相応部ニダーナヴァッガ 16巻122頁245項




外処入の欲望で苦が生じる様相

 比丘のみなさん。形の欲望、声の欲望、臭いの欲望、味の欲望、触の欲望、そして想念の欲望の発生、著しい発生、維持、そして発現はどれも、それは苦の発生、すべての普通に突き刺す物があること、老死が現れることです。

相応部カンダヴァーラヴァッガ 17巻286頁493項




欲望から苦が生じる様相

 比丘のみなさん。比丘が普段から、ウパーダーナ(取)の基盤であるすべてのダンマ(ウパダーニヤダンマ)を、普通にアッサーダ(可愛い、喜ばしい)と見ていれば、当然欲望が広く成長し、欲望が縁で取が生じ、取が縁で有が生じ、有が縁で生が生じ、生が縁で老・死・悲しみ・嘆き・苦・憂い・すべての悩みが揃って生じます。苦の山が一斉に生じることはこのようにしてあります。

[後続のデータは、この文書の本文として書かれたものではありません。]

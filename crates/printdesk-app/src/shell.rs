// SPDX-License-Identifier: PMPL-1.0-or-later
// Copyright (c) 2026 Jonathan D.A. Jewell (hyperpolymath) <jonathan.jewell@open.ac.uk>
//
// Interactive line session.
//
// Each session owns its login state; a restarted session starts logged out.
// The supervisor runs sessions as tasks and starts a fresh one whenever a
// session fails or panics, until one ends normally.

use std::future::Future;
use std::path::PathBuf;
use std::sync::Arc;
use std::time::Duration;

use printdesk_core::error::Result;
use printdesk_core::types::ColorMode;
use printdesk_security::{CredentialVerifier, Session};
use printdesk_service::{JobOrchestrator, JobReport};
use tokio::io::{AsyncBufRead, AsyncBufReadExt, AsyncWrite, AsyncWriteExt};
use tracing::{error, info, warn};

use crate::output::OutputWriter;

const HELP: &str = "\
Commands:
  login <username> <password>
  logout
  print <file> [<file>...]
  scan [color|gray|lineart]
  status
  help
  quit";

/// One parsed input line.
#[derive(Debug, Clone, PartialEq, Eq)]
pub enum ShellCommand {
    Login { username: String, password: String },
    Logout,
    Print(Vec<PathBuf>),
    Scan(ColorMode),
    Status,
    Help,
    Quit,
    Empty,
}

/// Split on whitespace, keeping double-quoted runs together.
fn tokenize(line: &str) -> std::result::Result<Vec<String>, String> {
    let mut tokens = Vec::new();
    let mut current = String::new();
    let mut in_quotes = false;
    let mut pending = false;

    for c in line.chars() {
        match c {
            '"' => {
                in_quotes = !in_quotes;
                pending = true;
            }
            c if c.is_whitespace() && !in_quotes => {
                if pending {
                    tokens.push(std::mem::take(&mut current));
                    pending = false;
                }
            }
            c => {
                current.push(c);
                pending = true;
            }
        }
    }
    if in_quotes {
        return Err("unterminated quote".into());
    }
    if pending {
        tokens.push(current);
    }
    Ok(tokens)
}

pub fn parse_line(line: &str) -> std::result::Result<ShellCommand, String> {
    let tokens = tokenize(line)?;
    let Some((head, rest)) = tokens.split_first() else {
        return Ok(ShellCommand::Empty);
    };

    match (head.to_ascii_lowercase().as_str(), rest) {
        ("login", [username, password]) => Ok(ShellCommand::Login {
            username: username.clone(),
            password: password.clone(),
        }),
        ("login", _) => Err("usage: login <username> <password>".into()),
        ("logout", []) => Ok(ShellCommand::Logout),
        ("print", []) => Err("usage: print <file> [<file>...]".into()),
        ("print", files) => Ok(ShellCommand::Print(files.iter().map(PathBuf::from).collect())),
        ("scan", []) => Ok(ShellCommand::Scan(ColorMode::Color)),
        ("scan", [mode]) => Ok(ShellCommand::Scan(ColorMode::parse_lenient(mode))),
        ("status", []) => Ok(ShellCommand::Status),
        ("help" | "?", _) => Ok(ShellCommand::Help),
        ("quit" | "exit", _) => Ok(ShellCommand::Quit),
        (other, _) => Err(format!("unknown command '{other}', type 'help'")),
    }
}

/// How a session finished without error.
#[derive(Debug, Clone, Copy, PartialEq, Eq)]
pub enum SessionEnd {
    Quit,
    EndOfInput,
}

pub struct ShellSession {
    orchestrator: Arc<JobOrchestrator>,
    verifier: CredentialVerifier,
    output: OutputWriter,
    session: Session,
}

impl ShellSession {
    pub fn new(
        orchestrator: Arc<JobOrchestrator>,
        verifier: CredentialVerifier,
        output: OutputWriter,
    ) -> Self {
        Self {
            orchestrator,
            verifier,
            output,
            session: Session::anonymous(),
        }
    }

    /// Read commands until `quit` or end of input.
    pub async fn run<R, W>(&mut self, input: R, out: &mut W) -> Result<SessionEnd>
    where
        R: AsyncBufRead + Unpin,
        W: AsyncWrite + Unpin,
    {
        let mut lines = input.lines();
        out.write_all(b"printdesk shell, type 'help' for commands\n").await?;

        loop {
            out.write_all(b"> ").await?;
            out.flush().await?;

            let Some(line) = lines.next_line().await? else {
                return Ok(SessionEnd::EndOfInput);
            };

            let reply = match parse_line(&line) {
                Ok(ShellCommand::Quit) => return Ok(SessionEnd::Quit),
                Ok(ShellCommand::Empty) => continue,
                Ok(command) => self.execute(command).await?,
                Err(usage) => usage,
            };
            out.write_all(reply.trim_end().as_bytes()).await?;
            out.write_all(b"\n").await?;
        }
    }

    /// Run one command and return the text to show.
    pub async fn execute(&mut self, command: ShellCommand) -> Result<String> {
        let text = match command {
            ShellCommand::Login { username, password } => {
                self.session.login(&self.verifier, &username, &password).to_string()
            }
            ShellCommand::Logout => self.session.logout().to_string(),
            ShellCommand::Print(files) => {
                let outcome = self.orchestrator.print(&self.session, files).await;
                self.output.to_string(&JobReport::from_print(&outcome))?
            }
            ShellCommand::Scan(mode) => {
                let outcome = self.orchestrator.scan(&self.session, mode).await;
                self.output.to_string(&JobReport::from_scan(&outcome))?
            }
            ShellCommand::Status => self.status(),
            ShellCommand::Help => HELP.to_owned(),
            ShellCommand::Quit | ShellCommand::Empty => String::new(),
        };
        Ok(text)
    }

    fn status(&self) -> String {
        let config = self.orchestrator.config();
        let (print_backend, scan_backend) = self.orchestrator.backend_names();
        let user = match self.session.username() {
            Some(name) => format!("logged in as {name}"),
            None if self.orchestrator.auth_gate().is_required() => {
                "not logged in (login required)".to_owned()
            }
            None => "not logged in".to_owned(),
        };
        let scanner = config
            .scanning
            .unix_device_name
            .clone()
            .or_else(|| config.scanning.device_num.map(|n| n.to_string()))
            .unwrap_or_else(|| "(not configured)".to_owned());

        let printer = config.printing.default_printer.as_deref().unwrap_or("(system default)");
        [
            format!("Session: {user}"),
            format!("Printer: {printer} via {print_backend}"),
            format!("Scanner: {scanner} via {scan_backend}"),
            format!("Scans saved to: {}", config.storage.scan_dir.display()),
        ]
        .join("\n")
    }
}

/// Run sessions made by `make` until one ends normally.
///
/// A session that returns an error or panics is logged and replaced after
/// `delay`. `make` receives the attempt number, starting at 0.
pub async fn supervise<F, Fut>(delay: Duration, mut make: F) -> SessionEnd
where
    F: FnMut(u32) -> Fut,
    Fut: Future<Output = Result<SessionEnd>> + Send + 'static,
{
    let mut attempt = 0u32;
    loop {
        match tokio::spawn(make(attempt)).await {
            Ok(Ok(end)) => {
                info!(?end, attempt, "shell session ended");
                return end;
            }
            Ok(Err(e)) => error!(error = %e, attempt, "shell session failed, restarting"),
            Err(join) if join.is_panic() => error!(attempt, "shell session crashed, restarting"),
            Err(join) => warn!(error = %join, attempt, "shell session cancelled, restarting"),
        }
        attempt = attempt.saturating_add(1);
        tokio::time::sleep(delay).await;
    }
}
//! VFM Decoding Kernel
//!
//! This crate provides the pure decoding kernel for CALIPSO Vertical Feature
//! Mask records: resolution expansion of packed profile rows into a uniform
//! grid, and extraction of the named sub-fields of each flag word.

pub mod axes;
pub mod decoder;
pub mod expander;
pub mod parallel;

pub use axes::{filter_altitudes, interpolate_positions, nominal_altitudes};
pub use decoder::{
    decode, decode_all, decode_by_name, decode_with, DecodedFeature, FeatureName, FeatureSpec,
    LabelCount, NOT_APPLICABLE,
};
pub use expander::{expand, expand_dyn, expand_with, rows_from_flat, RowOrientation};
pub use parallel::Parallelism;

 比丘のみなさん。牛車十台分、二十台分、三十台分、四十台分の薪が燃えている大きな焚火は、絶えず枯れ草や牛糞や枯れ木などを火にくべなければなりません。比丘のみなさん。このように支える物があり、燃やす物がある焚火は永遠に燃え続けるように、

比丘のみなさん。取の基盤であるすべてのダンマ(この場合は「もの」という意味)をアッサーダ(可愛い。喜ばしい)と見る比丘は、当然欲望が全面に成長します。欲望が縁で取があり、取が縁で有があり、有が縁で生があり、生が縁で老・死・悲しみ・嘆き・苦・憂い・すべての悩みが揃って生じます。苦の山が揃って生じることは、このようにしてあります。

相応部ニダーナヴァガ 16巻102頁196項
(経では次に、常に油を注ぐ人がいる灯火の例えで、取の基盤である物の代わりにサンニョージャナの基盤である物について説明されています)。